Matrix size significantly impacts feature variability, with over 82% showing high variability (COV > 20).
Certain features like IDMN, IDN, RP, ZE, and DE are consistently reproducible.
Abstract
Background: The aim of this study was to assess the robustness of cardiac SPECT radiomics features against changes in imaging settings including acquisition and reconstruction settings. Methods: Four scanners were used to acquire SPECT scans of a cardiac phantom with 5mCi of 99mTc.
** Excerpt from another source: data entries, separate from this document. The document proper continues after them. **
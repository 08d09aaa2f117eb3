//! FileSystem capability for testable workspace inspection

mod local;
mod mock;
mod port;

pub use local::{FsError, LocalFileSystem};
pub use mock::MockFileSystem;
pub use port::FileSystem;
use super::FileSystem;
use anyhow::{anyhow, Result};
use async_trait::async_trait;
use std::collections::{HashMap, HashSet};
use std::path::{Path, PathBuf};
use std::sync::RwLock;

#[derive(Debug, Clone)]
enum MockEntry {
    File(String),
    Dir,
}

/// In-memory [`FileSystem`] for tests.
///
/// Entries are keyed by workspace-relative paths. Paths registered with
/// [`fail_on`](Self::fail_on) make every operation touching them return an
/// error, which exercises the inferrer's per-detector fault isolation.
pub struct MockFileSystem {
    entries: RwLock<HashMap<PathBuf, MockEntry>>,
    failing: RwLock<HashSet<PathBuf>>,
    root: PathBuf,
}

impl MockFileSystem {
    pub fn new() -> Self {
        Self {
            entries: RwLock::new(HashMap::new()),
            failing: RwLock::new(HashSet::new()),
            root: PathBuf::from("/workspace"),
        }
    }

    pub fn add_file(&self, path: impl AsRef<Path>, content: &str) {
        let path = path.as_ref().to_path_buf();
        let mut entries = self.entries.write().unwrap();

        if let Some(parent) = path.parent() {
            Self::ensure_parents(&mut entries, parent);
        }

        entries.insert(path, MockEntry::File(content.to_string()));
    }

    pub fn add_dir(&self, path: impl AsRef<Path>) {
        let path = path.as_ref().to_path_buf();
        let mut entries = self.entries.write().unwrap();

        Self::ensure_parents(&mut entries, &path);
        entries.insert(path, MockEntry::Dir);
    }

    /// Make every operation on `path` fail.
    pub fn fail_on(&self, path: impl AsRef<Path>) {
        self.failing
            .write()
            .unwrap()
            .insert(path.as_ref().to_path_buf());
    }

    fn ensure_parents(entries: &mut HashMap<PathBuf, MockEntry>, path: &Path) {
        let mut current = PathBuf::new();
        for component in path.components() {
            current.push(component);
            entries.entry(current.clone()).or_insert(MockEntry::Dir);
        }
    }

    fn check_failure(&self, path: &Path) -> Result<()> {
        if self.failing.read().unwrap().contains(path) {
            Err(anyhow!("injected failure for {:?}", path))
        } else {
            Ok(())
        }
    }
}

impl Default for MockFileSystem {
    fn default() -> Self {
        Self::new()
    }
}

#[async_trait]
impl FileSystem for MockFileSystem {
    async fn full_path(&self, path: &str) -> Result<PathBuf> {
        self.check_failure(Path::new(path))?;
        Ok(self.root.join(path))
    }

    async fn exists(&self, path: &str) -> Result<bool> {
        let path = Path::new(path);
        self.check_failure(path)?;
        Ok(self.entries.read().unwrap().contains_key(path))
    }

    async fn read(&self, path: &str) -> Result<Option<String>> {
        let path = Path::new(path);
        self.check_failure(path)?;
        match self.entries.read().unwrap().get(path) {
            Some(MockEntry::File(content)) => Ok(Some(content.clone())),
            Some(MockEntry::Dir) => Err(anyhow!("not a file: {:?}", path)),
            None => Ok(None),
        }
    }

    async fn list(&self, dir: &str) -> Result<Vec<String>> {
        let dir = Path::new(dir);
        self.check_failure(dir)?;
        let entries = self.entries.read().unwrap();

        // "." lists the workspace root, i.e. entries without a parent dir.
        let mut names = Vec::new();
        for path in entries.keys() {
            let in_dir = match path.parent() {
                Some(parent) if parent.as_os_str().is_empty() => dir == Path::new("."),
                Some(parent) => parent == dir,
                None => false,
            };
            if in_dir {
                if let Some(name) = path.file_name().and_then(|n| n.to_str()) {
                    names.push(name.to_string());
                }
            }
        }

        names.sort();
        Ok(names)
    }
}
The effects of different image acquisition and reconstruction settings including the Number of View, View Matrix Size, attenuation correction, image reconstruction algorithm, number of iterations, number of subsets, type of filter, full width at half maximum (FWHM) of Gaussian filter, Butterworth filter order, and Butterworth filter cut-off were studied. In total 5263 different images were reconstructed. Eighty-seven radiomic features including first, second, and high order textures were extracted from images. To assess reproducibility and repeatability the coefficient of variation (COV) was used for each…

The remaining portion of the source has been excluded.